This is a discussion on Cheating within the ISTJ Forum - The Duty Fulfillers forums, part of the SJ's Temperament Forum- The Overseers category; Originally Posted by niss63 All types cheat. We all will find some way of justifying our actions, regardless of whether ...
sorry to bring it up but cheating is genetic moral value may affect it but it mostly genetic
but i have never cheated because i dont really like love relation there are girl i find cute and like but GF seem to bring more problem then advantage for now and sport is much better right now
I would never cheat
Of course, as you said, there are other factors that play into it, and certainly people of all types cheat. But I think cheating would be a lot more pre-meditated for an ISJ than for an ESP, for example. I don't think ISJ's get caught up in the moment and fall into immediate temptation as often as other types.
So I don't think type has nothing to do with it, even if there are other factors.
There's a good chance that I might just physically kill myself before I do that.
I've never cheated in my life, nor do I plan to. Like the folks who posted above, I'd rather break off the relationship before moving onto someone else.
It helps that I seem to be hard-wired to respond only to the person that I'm together with. I've found that once I enter into a relationship, I don't really get interested in anyone else.
I would never cheat. It just seems so out of character and an illogical thing to do. If I am unhappy with the relationship I am in, then I would break it and move on. If not, then I don't see any reasons to be cheating on someone.
Of course, it also depends on many other factors. Moral values, making decisions on impulses, fleshly desires, etc. I can also see why Si would influence this- since we would likely stick to our guns than wander around in someone else's teritory.

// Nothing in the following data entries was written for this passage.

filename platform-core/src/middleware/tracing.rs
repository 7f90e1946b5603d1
//! Request-id propagation for the platform's HTTP services.
//!
//! Every request gets a stable id for the duration of its handling: the
//! caller's `x-request-id` when one is supplied (and valid as a header
//! value), a fresh UUID otherwise. The id is recorded on the active request
//! span so it lands on every log line, and echoed back on the response so
//! callers can correlate.

use axum::http::HeaderValue;
use axum::{extract::Request, middleware::Next, response::Response};
use uuid::Uuid;

pub const REQUEST_ID_HEADER: &str = "x-request-id";

/// Run inside the request span (layered under `TraceLayer`); the span must
/// declare an empty `request_id` field for the recording to take effect.
pub async fn propagate_request_id(mut req: Request, next: Next) -> Response {
    let request_id = match req
        .headers()
        .get(REQUEST_ID_HEADER)
        .and_then(|h| h.to_str().ok())
    {
        Some(supplied) => supplied.to_string(),
        None => Uuid::new_v4().to_string(),
    };

    tracing::Span::current().record("request_id", request_id.as_str());

    // A supplied id has already survived header parsing, and a generated
    // UUID is always a valid header value, so this only fails for ids a
    // caller managed to sneak past `to_str` with exotic bytes.
    if let Ok(header_value) = HeaderValue::from_str(&request_id) {
        req.headers_mut()
            .insert(REQUEST_ID_HEADER, header_value.clone());
        let mut response = next.run(req).await;
        response
            .headers_mut()
            .insert(REQUEST_ID_HEADER, header_value);
        response
    } else {
        next.run(req).await
    }
}
pub mod razorpay;
pub mod repository;

pub use razorpay::{PaymentVerification, RazorpayClient};
pub use repository::PaymentsRepository;
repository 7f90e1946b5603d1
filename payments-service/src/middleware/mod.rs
pub mod auth;

pub use auth::AuthUser;
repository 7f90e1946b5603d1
use jsonwebtoken::{encode, EncodingKey, Header};
use mongodb::bson::DateTime;
use payments_service::config::{
    AuthConfig, Config, DatabaseConfig, RazorpayConfig, ServerConfig,
};
use payments_service::middleware::auth::Claims;
use payments_service::models::{Mentor, Project, TransactionStatus};
use payments_service::services::razorpay::compute_signature;
use payments_service::startup::Application;
use secrecy::Secret;
use serde_json::json;
use wiremock::matchers::{method, path};
use wiremock::{Mock, MockServer, ResponseTemplate};

pub const TEST_JWT_SECRET: &str = "test-jwt-secret";
pub const TEST_RAZORPAY_SECRET: &str = "test_key_secret";
pub const TEST_RAZORPAY_KEY_ID: &str = "rzp_test_key";

pub struct TestApp {
    pub address: String,
    pub db: mongodb::Database,
    pub gateway: MockServer,
}

impl TestApp {
    /// Spawn the application against a throwaway database and a mocked
    /// gateway. Returns `None` when no test store is available, letting the
    /// suite pass on machines without MongoDB.
    pub async fn try_spawn() -> Option<Self> {
        let mongo_uri = std::env::var("TEST_MONGODB_URI").ok()?;
        let db_name = format!("payments_test_{}", uuid::Uuid::new_v4().simple());

        let gateway = MockServer::start().await;

        let config = Config {
            server: ServerConfig {
                host: "127.0.0.1".to_string(),
                port: 0, // Random port
            },
            database: DatabaseConfig {
                url: Secret::new(mongo_uri),
                db_name: db_name.clone(),
            },
            auth: AuthConfig {
                jwt_secret: Secret::new(TEST_JWT_SECRET.to_string()),
            },
            razorpay: RazorpayConfig {
                key_id: TEST_RAZORPAY_KEY_ID.to_string(),
                key_secret: Secret::new(TEST_RAZORPAY_SECRET.to_string()),
                api_base_url: gateway.uri(),
            },
            service_name: "payments-service-test".to_string(),
        };

        let app = Application::build(config)
            .await
            .expect("Failed to build test application");

        let port = app.port();
        let address = format!("http://127.0.0.1:{}", port);
        let db = app.db().clone();

        tokio::spawn(async move {
            app.run_until_stopped().await.ok();
        });

        // Wait for the server to accept requests.
        let client = reqwest::Client::new();
        let health_url = format!("{}/health", address);
        for _ in 0..50 {
            if client.get(&health_url).send().await.is_ok() {
                break;
            }
            tokio::time::sleep(tokio::time::Duration::from_millis(50)).await;
        }

        Some(TestApp {
            address,
            db,
            gateway,
        })
    }

    /// Mount a one-shot gateway order response with the given order id.
    pub async fn mock_gateway_order(&self, order_id: &str, amount: u64) {
        Mock::given(method("POST"))
            .and(path("/orders"))
            .respond_with(ResponseTemplate::new(200).set_body_json(json!({
                "id": order_id,
                "entity": "order",
                "amount": amount,
                "amount_paid": 0,
                "amount_due": amount,
                "currency": "INR",
                "receipt": "test_receipt",
                "status": "created",
            })))
            .up_to_n_times(1)
            .mount(&self.gateway)
            .await;
    }

    pub async fn seed_mentor(&self, id: &str, name: &str) {
        self.db
            .collection::<Mentor>("mentors")
            .insert_one(
                Mentor {
                    id: id.to_string(),
                    name: name.to_string(),
                    title: "Senior Engineer".to_string(),
                    company: "Acme".to_string(),
                    hourly_rate: 7500,
                },
                None,
            )
            .await
            .expect("Failed to seed mentor");
    }

    pub async fn seed_project(&self, id: &str, title: &str, price: u64) {
        self.db
            .collection::<Project>("projects")
            .insert_one(
                Project {
                    id: id.to_string(),
                    title: title.to_string(),
                    price,
                },
                None,
            )
            .await
            .expect("Failed to seed project");
    }

    /// Insert a pending purchase directly, bypassing initiation.
    pub async fn seed_pending_purchase(&self, user_id: &str, project_id: &str, order_id: &str) {
        use payments_service::models::ProjectPurchase;
        let now = DateTime::now();
        self.db
            .collection::<ProjectPurchase>("project_purchases")
            .insert_one(
                ProjectPurchase {
                    id: uuid::Uuid::new_v4().to_string(),
                    user_id: user_id.to_string(),
                    project_id: project_id.to_string(),
                    order_id: order_id.to_string(),
                    amount: 299900,
                    currency: "INR".to_string(),
                    status: TransactionStatus::Pending,
                    created_at: now,
                    updated_at: now,
                    purchased_at: None,
                },
                None,
            )
            .await
            .expect("Failed to seed purchase");
    }

    pub async fn cleanup(&self) {
        self.db
            .drop(None)
            .await
            .expect("Failed to drop test database");
    }
}

/// Issue a bearer token the way the identity provider would.
pub fn issue_token(user_id: &str, email: Option<&str>) -> String {
    let claims = Claims {
        sub: user_id.to_string(),
        email: email.map(|e| e.to_string()),
        exp: chrono::Utc::now().timestamp() + 3600,
    };
    encode(
        &Header::default(),
        &claims,
        &EncodingKey::from_secret(TEST_JWT_SECRET.as_bytes()),
    )
    .expect("Failed to issue test token")
}

/// Compute the signature the gateway would return for a completed payment.
pub fn gateway_signature(order_id: &str, payment_id: &str) -> String {
    compute_signature(
        TEST_RAZORPAY_SECRET,
        &format!("{}|{}", order_id, payment_id),
    )
    .expect("Failed to compute signature")
}
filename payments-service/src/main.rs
use payments_service::{config::Config, Application};
use platform_core::observability::logging::init_tracing;

#[tokio::main]
async fn main() -> anyhow::Result<()> {
    init_tracing("info,payments_service=debug");

    let config = Config::from_env().expect("Failed to load configuration");
    let application = Application::build(config).await?;
    application.run_until_stopped().await?;

    Ok(())
}
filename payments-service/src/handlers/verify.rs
//! Payment verification: authenticate a checkout completion claim and
//! finalize exactly one transaction.
//!
//! The signature check is the sole authenticity gate; after it passes, the
//! pending -> paid transition is a single conditional update keyed on
//! (order_id, user_id, status = pending). Two concurrent calls for the same
//! order race on that update and only one can match.

use axum::extract::State;
use platform_core::{error::AppError, extract::Json};

use crate::{
    dtos::{PaymentKind, VerifyPaymentRequest, VerifyPaymentResponse},
    middleware::AuthUser,
    models::TransactionStatus,
    services::PaymentVerification,
    startup::AppState,
};

pub async fn verify_payment(
    State(state): State<AppState>,
    user: AuthUser,
    Json(payload): Json<VerifyPaymentRequest>,
) -> Result<Json<VerifyPaymentResponse>, AppError> {
    tracing::info!(
        user_id = %user.id,
        order_id = %payload.order_id,
        payment_id = %payload.payment_id,
        kind = ?payload.kind,
        "Verifying payment"
    );

    let verification = PaymentVerification {
        order_id: payload.order_id.clone(),
        payment_id: payload.payment_id.clone(),
        signature: payload.signature.clone(),
    };

    let is_valid = state
        .razorpay
        .verify_payment_signature(&verification)
        .map_err(|e| {
            tracing::error!(error = %e, "Signature verification error");
            AppError::InternalError(anyhow::anyhow!("Signature verification failed"))
        })?;

    if !is_valid {
        return Err(AppError::InvalidSignature);
    }

    let finalized = match payload.kind {
        PaymentKind::Booking => {
            state
                .repository
                .mark_booking_paid(&payload.order_id, &user.id)
                .await?
        }
        PaymentKind::Purchase => {
            state
                .repository
                .mark_purchase_paid(&payload.order_id, &user.id)
                .await?
        }
    };

    if !finalized {
        // Already paid, unknown order id, or another user's order. The
        // update matched zero rows, so this call must not report success.
        tracing::warn!(
            user_id = %user.id,
            order_id = %payload.order_id,
            kind = ?payload.kind,
            "No matching pending transaction for verified payment"
        );
        return Err(AppError::Conflict(anyhow::anyhow!(
            "No matching pending transaction for this order"
        )));
    }

    tracing::info!(
        order_id = %payload.order_id,
        kind = ?payload.kind,
        "Payment verified and transaction finalized"
    );

    Ok(Json(VerifyPaymentResponse {
        success: true,
        status: TransactionStatus::Paid,
    }))
}
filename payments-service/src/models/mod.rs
use mongodb::bson::DateTime;
use serde::{Deserialize, Serialize};

/// Lifecycle of a booking or purchase.
///
/// `Pending` is the initial state set at order creation. `Paid` is terminal
/// and is only ever set by payment verification after the gateway signature
/// checks out. `Failed` exists for operator tooling; nothing in this service
/// transitions into it, and an abandoned checkout simply stays `Pending`.
#[derive(Debug, Serialize, Deserialize, Clone, Copy, PartialEq, Eq)]
#[serde(rename_all = "lowercase")]
pub enum TransactionStatus {
    Pending,
    Paid,
    Failed,
}

impl TransactionStatus {
    pub fn as_str(&self) -> &'static str {
        match self {
            TransactionStatus::Pending => "pending",
            TransactionStatus::Paid => "paid",
            TransactionStatus::Failed => "failed",
        }
    }
}

/// Catalog entry for a mentor offering paid sessions. Read-only here.
#[derive(Debug, Serialize, Deserialize, Clone)]
pub struct Mentor {
    #[serde(rename = "_id")]
    pub id: String,
    pub name: String,
    pub title: String,
    pub company: String,
    /// Hourly rate in the smallest currency unit.
    pub hourly_rate: u64,
}

/// Catalog entry for a downloadable project. Read-only here.
#[derive(Debug, Serialize, Deserialize, Clone)]
pub struct Project {
    #[serde(rename = "_id")]
    pub id: String,
    pub title: String,
    /// Price in the smallest currency unit.
    pub price: u64,
}

/// One attempt by one user to pay for a mentor session.
#[derive(Debug, Serialize, Deserialize, Clone)]
pub struct MentorBooking {
    #[serde(rename = "_id")]
    pub id: String,
    pub user_id: String,
    pub mentor_id: String,
    /// Gateway order id; unique across bookings and the verification join key.
    pub order_id: String,
    pub amount: u64,
    pub currency: String,
    pub session_date: Option<String>,
    pub session_duration: u32,
    pub notes: String,
    pub status: TransactionStatus,
    pub created_at: DateTime,
    pub updated_at: DateTime,
    /// Set exactly once, on the pending -> paid transition.
    pub paid_at: Option<DateTime>,
}

/// One attempt by one user to buy a project's source code.
#[derive(Debug, Serialize, Deserialize, Clone)]
pub struct ProjectPurchase {
    #[serde(rename = "_id")]
    pub id: String,
    pub user_id: String,
    pub project_id: String,
    pub order_id: String,
    pub amount: u64,
    pub currency: String,
    pub status: TransactionStatus,
    pub created_at: DateTime,
    pub updated_at: DateTime,
    pub purchased_at: Option<DateTime>,
}
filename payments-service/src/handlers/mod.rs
pub mod bookings;
pub mod purchases;
pub mod verify;

use axum::{http::StatusCode, response::IntoResponse, Json};
use serde_json::json;

/// Liveness probe.
pub async fn health_check() -> impl IntoResponse {
    (
        StatusCode::OK,
        Json(json!({
            "status": "ok",
            "service": "payments-service",
            "version": env!("CARGO_PKG_VERSION")
        })),
    )
}

/// Readiness probe.
pub async fn readiness_check() -> impl IntoResponse {
    (StatusCode::OK, Json(json!({ "status": "ready" })))
}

We feel this way, finding cheating repugnant because we are ISXJ's and rate loyalty very high. We also tend to be traditional in our POV and traditionally, cheating is viewed unfavorably by society. So holding cheating in low regard comes naturally to us for these positive reasons.
We get stuck in no win relationships refusing to leave them because we are afraid. We are afraid of the unknown, finding it more comfortable to deal with the demons with which we are familiar as opposed to the demons that we have not yet met.
So our loyalty gets us there and our fear and tendency to cling to the known keeps us there.